Emsal Mahkeme Kararı Ankara Batı Asliye Ticaret Mahkemesi 2020/418 E. 2021/833 K. 26.10.2021 T.

Görüntülediğiniz mahkeme kararı kesinleşmiş bir karardır.

T.C. Ankara Batı ASLİYE TİCARET MAHKEMESİ Esas-Karar No: 2020/418 Esas – 2021/833
T.C.
ANKARA BATI
ASLİYE TİCARET MAHKEMESİ KARAR
TÜRK MİLLETİ ADINA
ESAS NO : 2020/418 Esas
KARAR NO : 2021/833
HAKİM :
KATİP :
DAVACI :
VEKİLİ :
DAVALI :
VEKİLİ :
DAVA : Tazminat (Ölüm Ve Cismani Zarar Sebebiyle Açılan Tazminat)
DAVA TARİHİ : 13/08/2020
KARAR TARİHİ: 26/10/2021
K.YAZIM TARİHİ : 26/11/2021
Yukarıda tarafları yazılı davanın mahkememizce yapılan açık yargılaması sonunda;
GEREĞİ DÜŞÜNÜLDÜ:
DAVA :
Davacı vekili; 05.05.2019 tarihinde sürücü …’nün sevk ve idaresindeki … plakalı aracı ile …. Cadde yönünden … Caddesi istikametine doğru seyir halinde iken no:… önüne geldiğinde, yaya geçidinden yolun karşı tarafına geçmek isteyen …’ya çarparak ağır şekilde yaralanmasına sebep olduğunu, müvekkilinin bacağında, kaburgasında ve kafatasında kırık ve çatlaklar meydana geldiğini, …kaldırıldığını, … Hastanesinde tedavisine devam edildiğini, cerrahi operasyonlar geçirdiğini, geçici ve kalıcı iş göremezliğe maruz kaldığını, bakım ihtiyacı doğduğunu, kazanın oluşumunda müvekkilinin herhangi bir kusurunun bulunmadığını, kazaya karışan … plakalı aracın davalı … A.Ş’ye Zorunlu Mali Mesuliyet Sigorta Poliçesi ile sigortalı bulunduğunu, uğranılan maddi zararların tazmini için davalı sigorta şirketine 30.10.2019 tarihinde başvuru yapıldığını, ancak cevap verilmediğini, ödeme yapılmadığını, başvurunun sonuçsuz kaldığını, arabuluculuk sürecinde de anlaşma sağlanamadığını beyan ederek, fazlaya ilişkin hakları saklı kalmak kaydıyla 10.000,00 TL sürekli iş göremezlik, 100,00 TL geçici iş göremezlik, 100,00 TL bakıcı gideri olmak üzere toplam 10.200,00 TL maddi tazminatın kaza tarihinden itibaren işleyecek değişen oranlarda avans faizi ile birlikte davalıdan tahsiline karar verilmesini talep ve dava etmiştir.

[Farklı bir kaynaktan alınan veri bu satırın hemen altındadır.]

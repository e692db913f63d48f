//! Self-playing tetris.
//!
//! On every gravity tick the AI picks a column for the falling piece: for each
//! column where the piece fits it drops the piece all the way down, counts the
//! holes it would leave and scores the result. The piece then jumps to the
//! best column and falls one row.

use rand::rngs::StdRng;
use rand::seq::SliceRandom;

use crate::core::{Effect, EffectError, EffectMetadata, Simulation, SimulationEffect, Surface};
use crate::types::{palette, CellStyle, Rgb};

const ID: &str = "tetris-auto";

pub const BOARD_WIDTH: usize = 10;
pub const BOARD_HEIGHT: usize = 20;

const ELEVATION_WEIGHT: i32 = 10;
const HOLE_WEIGHT: i32 = 20;

#[derive(Debug, Clone, Copy, PartialEq)]
pub struct Config {
    /// Rows per second.
    pub fall_speed: f64,
    pub fps: u32,
}

impl Default for Config {
    fn default() -> Self {
        Self {
            fall_speed: 2.0,
            fps: 30,
        }
    }
}

#[derive(Debug, Clone, Copy, PartialEq, Eq, Hash)]
pub enum Tetromino {
    I,
    O,
    T,
    S,
    Z,
    J,
    L,
}

impl Tetromino {
    pub const ALL: [Tetromino; 7] = [
        Tetromino::I,
        Tetromino::O,
        Tetromino::T,
        Tetromino::S,
        Tetromino::Z,
        Tetromino::J,
        Tetromino::L,
    ];

    /// Rows of the spawn orientation; `1` marks a filled cell.
    pub fn shape(self) -> &'static [&'static [u8]] {
        match self {
            Tetromino::I => &[&[1, 1, 1, 1]],
            Tetromino::O => &[&[1, 1], &[1, 1]],
            Tetromino::T => &[&[0, 1, 0], &[1, 1, 1]],
            Tetromino::S => &[&[0, 1, 1], &[1, 1, 0]],
            Tetromino::Z => &[&[1, 1, 0], &[0, 1, 1]],
            Tetromino::J => &[&[1, 0, 0], &[1, 1, 1]],
            Tetromino::L => &[&[0, 0, 1], &[1, 1, 1]],
        }
    }

    pub fn color(self) -> Rgb {
        match self {
            Tetromino::I => palette::LIGHT_CYAN,
            Tetromino::O => palette::YELLOW,
            Tetromino::T => palette::PURPLE,
            Tetromino::S => palette::GREEN,
            Tetromino::Z => palette::RED,
            Tetromino::J => palette::BLUE,
            Tetromino::L => palette::ORANGE,
        }
    }

    pub fn width(self) -> usize {
        self.shape()[0].len()
    }

    pub fn height(self) -> usize {
        self.shape().len()
    }

    /// Filled cells as `(dx, dy)` offsets.
    pub fn cells(self) -> impl Iterator<Item = (i32, i32)> {
        self.shape().iter().enumerate().flat_map(|(dy, row)| {
            row.iter()
                .enumerate()
                .filter(|(_, c)| **c != 0)
                .map(move |(dx, _)| (dx as i32, dy as i32))
        })
    }
}

/// Shuffled 7-bag: every piece appears once per seven draws.
#[derive(Debug, Clone, Default)]
pub struct Bag {
    pending: Vec<Tetromino>,
}

impl Bag {
    pub fn next(&mut self, rng: &mut StdRng) -> Tetromino {
        if self.pending.is_empty() {
            self.pending = Tetromino::ALL.to_vec();
            self.pending.shuffle(rng);
        }
        // refilled above, never empty here
        self.pending.pop().unwrap_or(Tetromino::I)
    }
}

#[derive(Debug, Clone, Copy, PartialEq, Eq)]
pub struct Piece {
    pub kind: Tetromino,
    pub x: i32,
    pub y: i32,
}

impl Piece {
    /// A piece at the spawn position of a board `board_width` wide.
    pub fn spawn(kind: Tetromino, board_width: usize) -> Self {
        Self {
            kind,
            x: board_width as i32 / 2 - kind.width() as i32 / 2,
            y: 0,
        }
    }
}

#[derive(Debug, Clone, PartialEq)]
pub struct Board {
    width: usize,
    height: usize,
    cells: Vec<Option<Rgb>>,
}

impl Board {
    pub fn new(width: usize, height: usize) -> Self {
        Self {
            width,
            height,
            cells: vec![None; width * height],
        }
    }

    pub fn width(&self) -> usize {
        self.width
    }

    pub fn height(&self) -> usize {
        self.height
    }

    pub fn get(&self, x: i32, y: i32) -> Option<Rgb> {
        if x < 0 || y < 0 || x as usize >= self.width || y as usize >= self.height {
            return None;
        }
        self.cells[y as usize * self.width + x as usize]
    }

    pub fn is_filled(&self, x: i32, y: i32) -> bool {
        self.get(x, y).is_some()
    }

    pub fn set(&mut self, x: i32, y: i32, color: Option<Rgb>) {
        if x >= 0 && y >= 0 && (x as usize) < self.width && (y as usize) < self.height {
            self.cells[y as usize * self.width + x as usize] = color;
        }
    }

    /// Whether `kind` fits with its top-left corner at `(x, y)`. Cells above
    /// the top edge are allowed.
    pub fn fits(&self, kind: Tetromino, x: i32, y: i32) -> bool {
        kind.cells().all(|(dx, dy)| {
            let (px, py) = (x + dx, y + dy);
            px >= 0
                && (px as usize) < self.width
                && py < self.height as i32
                && (py < 0 || !self.is_filled(px, py))
        })
    }

    /// Resting row for `kind` dropped straight down from `(x, y)`.
    pub fn drop_row(&self, kind: Tetromino, x: i32, y: i32) -> i32 {
        let mut row = y;
        while self.fits(kind, x, row + 1) {
            row += 1;
        }
        row
    }

    /// Empty cells below the piece's lowest cell in each column it covers,
    /// down to the first filled cell or the floor.
    pub fn holes_below(&self, kind: Tetromino, x: i32, y: i32) -> usize {
        let mut lowest = vec![None::<i32>; kind.width()];
        for (dx, dy) in kind.cells() {
            let slot = &mut lowest[dx as usize];
            *slot = Some(slot.map_or(dy, |d: i32| d.max(dy)));
        }

        let mut holes = 0;
        for (dx, dy) in lowest.into_iter().enumerate() {
            let Some(dy) = dy else { continue };
            let col = x + dx as i32;
            let mut cy = y + dy + 1;
            while cy < self.height as i32 && !self.is_filled(col, cy) {
                holes += 1;
                cy += 1;
            }
        }
        holes
    }

    pub fn lock(&mut self, piece: &Piece) {
        let color = piece.kind.color();
        for (dx, dy) in piece.kind.cells() {
            self.set(piece.x + dx, piece.y + dy, Some(color));
        }
    }

    /// Remove full rows, shifting everything above down. Returns the count.
    pub fn clear_lines(&mut self) -> usize {
        let w = self.width;
        let kept: Vec<Option<Rgb>> = self
            .cells
            .chunks(w)
            .filter(|row| row.iter().any(Option::is_none))
            .flatten()
            .copied()
            .collect();
        let cleared = self.cells.len() - kept.len();
        let mut cells = vec![None; cleared];
        cells.extend(kept);
        self.cells = cells;
        cleared / w.max(1)
    }

    pub fn clear(&mut self) {
        self.cells.fill(None);
    }
}

/// A candidate landing spot.
#[derive(Debug, Clone, Copy, PartialEq, Eq)]
pub struct Placement {
    pub x: i32,
    /// Settled row of the piece's top edge.
    pub row: i32,
    pub holes: usize,
    pub score: i32,
}

/// Best column for `kind` starting from row `y`. Higher scores win; ties keep
/// the leftmost column.
pub fn best_placement(board: &Board, kind: Tetromino, y: i32) -> Option<Placement> {
    let mut best: Option<Placement> = None;
    for x in 0..board.width() as i32 {
        if !board.fits(kind, x, y) {
            continue;
        }
        let row = board.drop_row(kind, x, y);
        let holes = board.holes_below(kind, x, row);
        let elevation = board.height() as i32 - kind.height() as i32 - row;
        let score = -ELEVATION_WEIGHT * elevation - HOLE_WEIGHT * holes as i32;
        if best.map_or(true, |b| score > b.score) {
            best = Some(Placement {
                x,
                row,
                holes,
                score,
            });
        }
    }
    best
}

pub struct TetrisAuto {
    config: Config,
    board: Board,
    current: Piece,
    bag: Bag,
    fall_timer: f64,
    lines: usize,
    games: u32,
    rng: StdRng,
}

impl TetrisAuto {
    pub fn new(config: Config, mut rng: StdRng) -> Self {
        let mut bag = Bag::default();
        let kind = bag.next(&mut rng);
        Self {
            config,
            board: Board::new(BOARD_WIDTH, BOARD_HEIGHT),
            current: Piece::spawn(kind, BOARD_WIDTH),
            bag,
            fall_timer: 0.0,
            lines: 0,
            games: 1,
            rng,
        }
    }

    pub fn board(&self) -> &Board {
        &self.board
    }

    pub fn board_mut(&mut self) -> &mut Board {
        &mut self.board
    }

    pub fn current(&self) -> Piece {
        self.current
    }

    pub fn set_current(&mut self, piece: Piece) {
        self.current = piece;
    }

    pub fn lines(&self) -> usize {
        self.lines
    }

    /// Games played, including the current one.
    pub fn games(&self) -> u32 {
        self.games
    }

    /// One gravity tick: steer, then fall or lock.
    pub fn tick(&mut self) {
        let kind = self.current.kind;
        if let Some(best) = best_placement(&self.board, kind, self.current.y) {
            self.current.x = best.x;
        }

        if self.board.fits(kind, self.current.x, self.current.y + 1) {
            self.current.y += 1;
            return;
        }

        self.board.lock(&self.current);
        self.lines += self.board.clear_lines();

        let next = self.bag.next(&mut self.rng);
        self.current = Piece::spawn(next, self.board.width());
        if !self.board.fits(next, self.current.x, self.current.y) {
            log::debug!("tetris board topped out after {} lines", self.lines);
            self.board.clear();
            self.lines = 0;
            self.games += 1;
        }
    }
}

impl Simulation for TetrisAuto {
    fn update(&mut self, dt: f64) {
        self.fall_timer += dt;
        if self.fall_timer >= 1.0 / self.config.fall_speed {
            self.fall_timer = 0.0;
            self.tick();
        }
    }

    fn render(&self, surface: &mut dyn Surface) {
        let (w, h) = surface.size();
        let (bw, bh) = (self.board.width() as i32, self.board.height() as i32);
        let ox = (w as i32 - bw * 2) / 2;
        let oy = (h as i32 - bh) / 2;

        let border = CellStyle::fg(palette::WHITE);
        for y in 0..bh {
            surface.set_cell(ox - 1, oy + y, '│', border);
            surface.set_cell(ox + bw * 2, oy + y, '│', border);
        }
        for x in -1..=bw * 2 {
            surface.set_cell(ox + x, oy + bh, '─', border);
        }

        let mut block = |x: i32, y: i32, color: Rgb| {
            let style = CellStyle::fg(color);
            surface.set_cell(ox + x * 2, oy + y, '█', style);
            surface.set_cell(ox + x * 2 + 1, oy + y, '█', style);
        };
        for y in 0..bh {
            for x in 0..bw {
                if let Some(color) = self.board.get(x, y) {
                    block(x, y, color);
                }
            }
        }
        let piece = self.current;
        for (dx, dy) in piece.kind.cells() {
            if piece.y + dy >= 0 {
                block(piece.x + dx, piece.y + dy, piece.kind.color());
            }
        }

        let info = format!("Lines: {}", self.lines);
        surface.put_str(ox + bw * 2 + 3, oy + 1, &info, border);
    }

    fn resize(&mut self, _width: u16, _height: u16) {}
}

pub fn metadata() -> EffectMetadata {
    EffectMetadata::new(ID, "俄罗斯方块AI", "Tetris AI")
        .description("AI自动玩俄罗斯方块", "Tetris that plays itself with a greedy placement AI")
        .long_description("每次下落前AI逐列评估落点：越低越好，并惩罚方块下方留下的空洞；满行消除，堆满后重新开始。")
        .tags(&["游戏", "AI", "经典"])
}

pub fn effect_with(config: Config) -> SimulationEffect<TetrisAuto> {
    SimulationEffect::new(metadata(), config.fps, move |w, h| {
        let (min_w, min_h) = (BOARD_WIDTH as u16 * 2 + 2, BOARD_HEIGHT as u16 + 1);
        if w < min_w || h < min_h {
            return Err(EffectError::surface_too_small(w, h, min_w, min_h));
        }
        Ok(TetrisAuto::new(config, crate::os_rng()))
    })
}

pub fn effect() -> Box<dyn Effect> {
    Box::new(effect_with(Config::default()))
}
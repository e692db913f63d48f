//! Terminal input.
//!
//! Maps `crossterm` events into the small [`Key`] vocabulary the menu and
//! effects understand, and runs the [`InputWatcher`] thread that turns the
//! cancel key into a fired [`CancelToken`](core::CancelToken) while an
//! effect is on screen.

pub mod map;
pub mod watcher;

pub use symbol_move_core as core;

pub use map::{is_escape, is_exit, map_event, map_key, InputEvent, Key};
pub use watcher::{EventSource, InputWatcher, TerminalEvents, POLL_INTERVAL};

Davacı vekili 16/09/2021 tarihli dilekçe ile sürekli iş göremezlik talebini 55.367,74 TL’ye, geçici iş göremezlik talebini 23.093,90 TL’ye ve bakıcı gideri talebini 7.675,20 TL’ye artırmıştır.
CEVAP :
Davalı vekili; tazminat hesabının yapılabilmesi için ibrazı zorunlu olan evrakların iletilmemesi nedeniyle geçerli bir başvurudan söz edilemeyeceğini, başvuru şartının yerine getirilmiş kabul edilebilmesi için gerekli tüm belgelerin sigorta şirketine ibraz edilmesi ve ödeme süresi dolmasına rağmen ödemenin yapılmamış olması gerektiğini, davacı tarafında sunulan belgeler arasında “Özürlülük Ölçütü, Sınıflandırması ve Özürlülere Verilecek Sağlık Kurulu Raporları Hakkında Yönetmelik” çerçevesinde düzenlenmiş sağlık kurulu raporu ile mağdura ait son üç aylık döneme ilişkin ücret belgesi bulunmadığını, sürekli maluliyet oranına ilişkin kesin bir rapor alınabilmesi için olay tarihinden itibaren en az bir yıl geçmesi gerektiğini, geçici iş göremezlik tazminatı ve geçici bakıcı taleplerinin poliçe teminatı kapsamında bulunmadığını, sigortalı araç sürücüsünün tam kusurlu olduğu yönündeki iddiaları kabul etmediklerini, davacının faiz başlangıcına ilişkin taleplerinin yerinde olmadığını beyan ederek, davanın reddine karar verilmesini talep etmiştir.
DELİLLER :
Ankara Batı …. Asliye Ceza Mahkemesinin … esas sayılı dosyası, sigorta poliçesi, hasar dosyası, trafik kazası tespit tutanağı, trafik tescil kayıtları, SGK kayıtları, davacının ekonomik ve sosyal durum tespiti, … Üniversitesi Tıp Fakültesi Adli Tıp Anabilim Dalı Başkanlığınca davacı hakkında düzenlenen 02/06/2021 tarih ve … sayılı maluliyet raporu, 23/02/2021 tarihli kusur bilirkişisi raporu, 02/09/2021 tarihli hesap bilirkişisi raporu ile tüm dosya kapsamı.
GEREKÇE :
Dava, yaralamalı trafik kazasından kaynaklanan maddi(geçici ve sürekli işgöremezlik tazminatı ile bakıcı gideri) tazminat talebine ilişkindir.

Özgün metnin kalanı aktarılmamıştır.